Three meters to the south of the temple is an ancient Islamic tomb of Embah Dalem Arief Muhammad, believed to be the community elders of Cangkuang village during the Islamization of Sundanese in the 17th century.
The town of Leles is around 40 kilometers southeast of Bandung on the way to Garut. The temple is located several kilometers east of the Leles-Garut main road. The temple occupies a 16.5 hectares island called Kampung Pulo ("island village") surrounded by a small lake (Sundanese: situ) called Situ Cangkuang. Near the temple there is a traditional Sundanese village. The temple, tomb, traditional village and the areas surrounding the island and lake, it is a cultural and archaeological sanctuary. Originally the whole island was surrounded by the lake, however today the village surrounds only the northern parts, the southern parts of the lake are reclaimed and cultivated as a paddy fieldThe temple's name cangkuang, was derived from Sundanese native name for the pandan tree (pandanus furcatus) found around the temple in Kampung Pulo island.
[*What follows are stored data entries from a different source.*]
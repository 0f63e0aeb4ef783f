use std::sync::Arc;

use chrono::Utc;
use client_core::{DirectThreadResolver, SyncError};
use livekit_integration::{
    mint_token, room_name_for_voice_channel, LiveKitConfig, RoomService, RoomServiceError,
    TokenGrant,
};
use shared::{
    domain::{
        Channel, ChannelId, ChannelKind, DirectPairKey, Message, MessageId, MessageScope,
        MessageUpdate, Role, ServerId, ThreadId, ThreadInsert, UserId, VoiceParticipant,
    },
    error::{ApiError, ApiException, ErrorCode},
    protocol::{
        EditMessageRequest, EnsureDirectThreadRequest, EnsureDirectThreadResponse,
        InsertParticipantsRequest, InsertThreadRequest, ListMessagesQuery, SendMessageRequest,
        SharedThreadsRequest, ThreadSummary, ToggleReactionRequest, VoiceJoinRequest,
        VoiceParticipantsRequest, VoiceParticipantsResponse, VoiceTokenResponse,
    },
    rules::{ensure_edit_window, validate_message_content},
};
use storage::Storage;
use tracing::debug;

pub const DEFAULT_PAGE_SIZE: u32 = 50;
pub const MAX_PAGE_SIZE: u32 = 200;
const MIN_TOKEN_TTL_SECONDS: i64 = 60;

#[derive(Clone)]
pub struct ApiContext {
    pub storage: Storage,
    pub livekit: LiveKitConfig,
    pub room_service: Arc<dyn RoomService>,
}

pub async fn send_message(ctx: &ApiContext, req: SendMessageRequest) -> Result<Message, ApiError> {
    let content = validate_message_content(&req.content)?;
    ensure_scope_access(ctx, req.scope, req.user_id).await?;
    if let Some(parent_id) = req.parent_message_id {
        let parent = load_message(ctx, parent_id).await?;
        if parent.scope != req.scope {
            return Err(ApiError::new(
                ErrorCode::Validation,
                "reply must stay in the parent's conversation",
            ));
        }
    }
    ctx.storage
        .insert_message(req.scope, req.user_id, &content, req.parent_message_id)
        .await
        .map_err(internal)
}

/// Newest first; soft-deleted messages are left out.
pub async fn list_messages(
    ctx: &ApiContext,
    query: ListMessagesQuery,
) -> Result<Vec<Message>, ApiError> {
    ensure_scope_access(ctx, query.scope, query.user_id).await?;
    let limit = query
        .limit
        .unwrap_or(DEFAULT_PAGE_SIZE)
        .clamp(1, MAX_PAGE_SIZE);
    let offset = query.offset.unwrap_or(0);
    ctx.storage
        .list_messages(query.scope, limit, offset)
        .await
        .map_err(internal)
}

pub async fn edit_message(
    ctx: &ApiContext,
    message_id: MessageId,
    req: EditMessageRequest,
) -> Result<Message, ApiError> {
    let content = validate_message_content(&req.content)?;
    let message = load_own_message(ctx, message_id, req.user_id).await?;
    if message.is_deleted {
        return Err(ApiError::new(
            ErrorCode::Validation,
            "deleted messages cannot be edited",
        ));
    }
    let now = Utc::now();
    ensure_edit_window(message.created_at, now)?;

    ctx.storage
        .update_message(
            message_id,
            &MessageUpdate::Edit {
                content,
                edited_at: now,
            },
        )
        .await
        .map_err(internal)?
        .ok_or_else(|| message_not_found(message_id))
}

pub async fn delete_message(
    ctx: &ApiContext,
    message_id: MessageId,
    user_id: UserId,
) -> Result<Message, ApiError> {
    load_own_message(ctx, message_id, user_id).await?;
    ctx.storage
        .update_message(
            message_id,
            &MessageUpdate::SoftDelete {
                deleted_at: Utc::now(),
            },
        )
        .await
        .map_err(internal)?
        .ok_or_else(|| message_not_found(message_id))
}

pub async fn toggle_reaction(
    ctx: &ApiContext,
    message_id: MessageId,
    req: ToggleReactionRequest,
) -> Result<Message, ApiError> {
    let emoji = req.emoji.trim();
    if emoji.is_empty() {
        return Err(ApiError::new(ErrorCode::Validation, "reaction cannot be empty"));
    }
    let message = load_message(ctx, message_id).await?;
    ensure_scope_access(ctx, message.scope, req.user_id).await?;
    ctx.storage
        .toggle_reaction(message_id, req.user_id, emoji)
        .await
        .map_err(internal)?
        .ok_or_else(|| message_not_found(message_id))
}

pub async fn ensure_direct_thread(
    ctx: &ApiContext,
    req: EnsureDirectThreadRequest,
) -> Result<EnsureDirectThreadResponse, ApiError> {
    let resolver = DirectThreadResolver::new(Arc::new(ctx.storage.clone()));
    let thread_id = resolver
        .ensure_direct_thread(req.user_id, req.target_user_id)
        .await
        .map_err(sync_error)?;
    Ok(EnsureDirectThreadResponse { thread_id })
}

pub async fn list_threads(
    ctx: &ApiContext,
    user_id: UserId,
) -> Result<Vec<ThreadSummary>, ApiError> {
    DirectThreadResolver::new(Arc::new(ctx.storage.clone()))
        .list_threads(user_id)
        .await
        .map_err(sync_error)
}

pub async fn participant_threads(
    ctx: &ApiContext,
    user_id: UserId,
) -> Result<Vec<ThreadId>, ApiError> {
    ctx.storage
        .participant_thread_ids(user_id)
        .await
        .map_err(internal)
}

pub async fn shared_threads(
    ctx: &ApiContext,
    req: SharedThreadsRequest,
) -> Result<Vec<ThreadId>, ApiError> {
    ctx.storage
        .threads_with_participant(&req.thread_ids, req.user_id)
        .await
        .map_err(internal)
}

pub async fn insert_direct_thread(
    ctx: &ApiContext,
    req: InsertThreadRequest,
) -> Result<ThreadInsert, ApiError> {
    let [a, b] = req.user_ids;
    if a == b {
        return Err(ApiError::new(
            ErrorCode::Validation,
            "a direct thread needs two distinct users",
        ));
    }
    ctx.storage
        .insert_direct_thread(DirectPairKey::new(a, b))
        .await
        .map_err(internal)
}

pub async fn insert_participants(
    ctx: &ApiContext,
    thread_id: ThreadId,
    req: InsertParticipantsRequest,
) -> Result<(), ApiError> {
    ctx.storage
        .insert_participants(thread_id, &req.user_ids)
        .await
        .map_err(internal)
}

pub async fn join_voice(
    ctx: &ApiContext,
    req: VoiceJoinRequest,
) -> Result<VoiceTokenResponse, ApiError> {
    let channel = load_channel(ctx, req.channel_id).await?;
    if channel.server_id != req.server_id {
        return Err(ApiError::new(ErrorCode::NotFound, "channel not found"));
    }
    if channel.kind != ChannelKind::Voice {
        return Err(ApiError::new(
            ErrorCode::Validation,
            "invalid channel: voice tokens are only issued for voice channels",
        ));
    }
    ensure_member(ctx, channel.server_id, req.user_id).await?;

    let room_name = room_name_for_voice_channel(channel.server_id, channel.id);
    let display_name = ctx
        .storage
        .display_names(&[req.user_id])
        .await
        .map_err(internal)?
        .remove(&req.user_id);
    let ttl_seconds = req
        .ttl_seconds
        .unwrap_or(ctx.livekit.ttl_seconds)
        .clamp(MIN_TOKEN_TTL_SECONDS, ctx.livekit.ttl_seconds.max(MIN_TOKEN_TTL_SECONDS));
    let config = LiveKitConfig {
        ttl_seconds,
        ..ctx.livekit.clone()
    };
    let token = mint_token(
        &config,
        &req.user_id.to_string(),
        display_name.as_deref(),
        &TokenGrant::participant(room_name.clone()),
    )
    .map_err(|e| ApiError::new(ErrorCode::Internal, format!("token mint failed: {e}")))?;

    Ok(VoiceTokenResponse {
        token,
        url: ctx.livekit.url.clone(),
        room_name,
    })
}

/// Lists a voice room through the room service. A room nobody has joined
/// yet does not exist and reads as empty.
pub async fn voice_participants(
    ctx: &ApiContext,
    req: VoiceParticipantsRequest,
) -> Result<VoiceParticipantsResponse, ApiError> {
    let room_name = room_name_for_voice_channel(req.server_id, req.channel_id);
    let infos = match ctx.room_service.list_participants(&room_name).await {
        Ok(infos) => infos,
        Err(RoomServiceError::RoomNotFound(_)) => {
            debug!(room = %room_name, "voice: room not found, reporting empty roster");
            return Ok(VoiceParticipantsResponse {
                participants: Vec::new(),
            });
        }
        Err(err) => return Err(ApiError::new(ErrorCode::Provider, err.to_string())),
    };

    let user_ids = infos
        .iter()
        .filter_map(|info| info.identity.parse::<i64>().ok().map(UserId))
        .collect::<Vec<_>>();
    let names = ctx
        .storage
        .display_names(&user_ids)
        .await
        .map_err(internal)?;

    let participants = infos
        .into_iter()
        .map(|info| {
            let stored = info
                .identity
                .parse::<i64>()
                .ok()
                .and_then(|id| names.get(&UserId(id)).cloned());
            let display_name = match stored {
                Some(name) => name,
                None if !info.name.is_empty() => info.name.clone(),
                None => info.identity.clone(),
            };
            VoiceParticipant {
                audio_enabled: info.audio_enabled(),
                identity: info.identity,
                display_name,
                is_speaking: false,
                is_local: false,
            }
        })
        .collect();
    Ok(VoiceParticipantsResponse { participants })
}

async fn ensure_member(
    ctx: &ApiContext,
    server_id: ServerId,
    user_id: UserId,
) -> Result<Role, ApiError> {
    ctx.storage
        .membership_role(server_id, user_id)
        .await
        .map_err(internal)?
        .ok_or_else(|| ApiError::new(ErrorCode::Forbidden, "user is not a member"))
}

async fn ensure_scope_access(
    ctx: &ApiContext,
    scope: MessageScope,
    user_id: UserId,
) -> Result<(), ApiError> {
    match scope {
        MessageScope::Channel(channel_id) => {
            let channel = load_channel(ctx, channel_id).await?;
            ensure_member(ctx, channel.server_id, user_id).await?;
        }
        MessageScope::Thread(thread_id) => {
            let participant = ctx
                .storage
                .is_thread_participant(thread_id, user_id)
                .await
                .map_err(internal)?;
            if !participant {
                return Err(ApiError::new(
                    ErrorCode::Forbidden,
                    "user is not part of this thread",
                ));
            }
        }
    }
    Ok(())
}

async fn load_channel(ctx: &ApiContext, channel_id: ChannelId) -> Result<Channel, ApiError> {
    ctx.storage
        .get_channel(channel_id)
        .await
        .map_err(internal)?
        .ok_or_else(|| ApiError::new(ErrorCode::NotFound, "channel not found"))
}

async fn load_message(ctx: &ApiContext, message_id: MessageId) -> Result<Message, ApiError> {
    ctx.storage
        .get_message(message_id)
        .await
        .map_err(internal)?
        .ok_or_else(|| message_not_found(message_id))
}

async fn load_own_message(
    ctx: &ApiContext,
    message_id: MessageId,
    user_id: UserId,
) -> Result<Message, ApiError> {
    let message = load_message(ctx, message_id).await?;
    if message.sender_id != user_id {
        return Err(ApiError::new(
            ErrorCode::Forbidden,
            "only the sender can change a message",
        ));
    }
    Ok(message)
}

fn message_not_found(message_id: MessageId) -> ApiError {
    ApiError::new(ErrorCode::NotFound, format!("message {message_id} not found"))
}

fn internal(err: anyhow::Error) -> ApiError {
    match err.downcast::<ApiException>() {
        Ok(api) => api.into(),
        Err(err) => ApiError::new(ErrorCode::Internal, err.to_string()),
    }
}

fn sync_error(err: SyncError) -> ApiError {
    let code = match &err {
        SyncError::Validation(_) => ErrorCode::Validation,
        SyncError::Authorization(_) => ErrorCode::Forbidden,
        SyncError::NotFound(_) => ErrorCode::NotFound,
        SyncError::Conflict(_) => ErrorCode::Conflict,
        SyncError::Transient(_) => ErrorCode::Internal,
        SyncError::Provider(_) => ErrorCode::Provider,
    };
    ApiError::new(code, err.to_string())
}

#[cfg(test)]
#[path = "tests/lib_tests.rs"]
mod tests;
The temple is made from andesite stones, the temple's base measures 4.5 x 4.5 meters and 8.5 meters tall. The temple faces east, on the east side there is a flight of stairs leading to the portal and a small main room (garbhagriha). Inside the main room there is a small 62 cm tall stone statue of Shiva. The statue is damaged, the hands are broken and the face is quite eroded. On the pedestal of the statue there is a carving of Nandi's head. The temple is quite simple and unadorned with minimal ornaments. The roof is arranged in three receding steps adorned with pseudo-lingam pinnacles. The architectural style is similar to those of early Central Javanese Hindu temples. Judging from the stone decay degradation and the simple style of the temple, experts estimate that the temple is dated from the early 8th-century, the same age as the Dieng temples, and slightly older than temples of southern Central Java such as Prambanan.